Available data START
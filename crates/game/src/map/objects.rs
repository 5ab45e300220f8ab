use glam::Vec3;

#[derive(Debug, Clone, Copy, PartialEq)]
pub enum MapObjectKind {
    Boundary,
    Obstacle,
}

/// Axis-aligned wall block; `scale` is the full box size.
#[derive(Debug, Clone)]
pub struct MapObject {
    pub kind: MapObjectKind,
    pub position: Vec3,
    pub scale: Vec3,
    pub entity_id: Option<u32>,
}

impl MapObject {
    pub fn boundary(position: Vec3, scale: Vec3) -> Self {
        Self {
            kind: MapObjectKind::Boundary,
            position,
            scale,
            entity_id: None,
        }
    }

    pub fn obstacle(position: Vec3, scale: Vec3) -> Self {
        Self {
            kind: MapObjectKind::Obstacle,
            position,
            scale,
            entity_id: None,
        }
    }

    pub fn half_extents(&self) -> Vec3 {
        self.scale * 0.5
    }
}
mod queue;
mod types;

pub use queue::{EventQueue, PendingEvent};
pub use types::GameEvent;
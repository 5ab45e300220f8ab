mod codec;
mod connection;
mod protocol;
mod simulator;
mod stats;
mod tracking;
mod transport;

pub use codec::{CodecError, DEFAULT_WRITER_CAPACITY, PacketReader, PacketWriter};
pub use connection::{CONNECTION_TIMEOUT, Connection, ConnectionManager, SendError};
pub use protocol::{
    DEFAULT_PORT, DEFAULT_TICK_RATE, HEADER_SIZE, MAX_PACKET_SIZE, MAX_PAYLOAD_SIZE, PROTOCOL_ID,
    PROTOCOL_VERSION, Packet, PacketError, PacketHeader, sequence_greater_than,
};
pub use simulator::PacketSimulator;
pub use stats::{NetworkStats, PacketConditions};
pub use tracking::{
    MAX_PENDING_AGE, MAX_RETRIES, PendingPacket, RESEND_TIMEOUT, ReceiveTracker, ReliableChannel,
    UnreliableChannel,
};
pub use transport::{Datagram, UdpTransport};
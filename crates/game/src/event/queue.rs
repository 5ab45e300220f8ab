use std::collections::VecDeque;

use super::types::GameEvent;

#[derive(Debug, Clone)]
pub struct PendingEvent {
    pub tick: u32,
    pub event: GameEvent,
}

/// Events raised during a tick, drained in order for broadcast.
#[derive(Debug, Default)]
pub struct EventQueue {
    pending: VecDeque<PendingEvent>,
}

impl EventQueue {
    pub fn new() -> Self {
        Self::default()
    }

    pub fn push(&mut self, tick: u32, event: GameEvent) {
        self.pending.push_back(PendingEvent { tick, event });
    }

    pub fn drain(&mut self) -> impl Iterator<Item = PendingEvent> + '_ {
        self.pending.drain(..)
    }

    pub fn len(&self) -> usize {
        self.pending.len()
    }

    pub fn is_empty(&self) -> bool {
        self.pending.is_empty()
    }

    pub fn clear(&mut self) {
        self.pending.clear();
    }
}

#[cfg(test)]
mod tests {
    use super::*;
    use crate::message::Message;

    #[test]
    fn drains_in_order() {
        let mut queue = EventQueue::new();

        queue.push(3, GameEvent::Damage {
            target_id: 2,
            source_id: 1,
            damage: 25,
            new_health: 0,
        });
        queue.push(3, GameEvent::Death {
            player_id: 2,
            killer_id: 1,
        });
        queue.push(3, GameEvent::Despawn { entity_id: 9 });

        let drained: Vec<_> = queue.drain().map(|p| p.event.to_message()).collect();
        assert!(queue.is_empty());
        assert_eq!(drained.len(), 3);
        assert!(matches!(drained[0], Message::PlayerDamage { new_health: 0, .. }));
        assert!(matches!(drained[1], Message::PlayerDeath { player_id: 2, killer_id: 1 }));
        assert_eq!(drained[2], Message::EntityDespawn { entity_id: 9 });
    }
}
Available data END
* _Prompt_:
Count the lines of these entries that hold the string "super", and give only that number.

* _Expected answer_:
2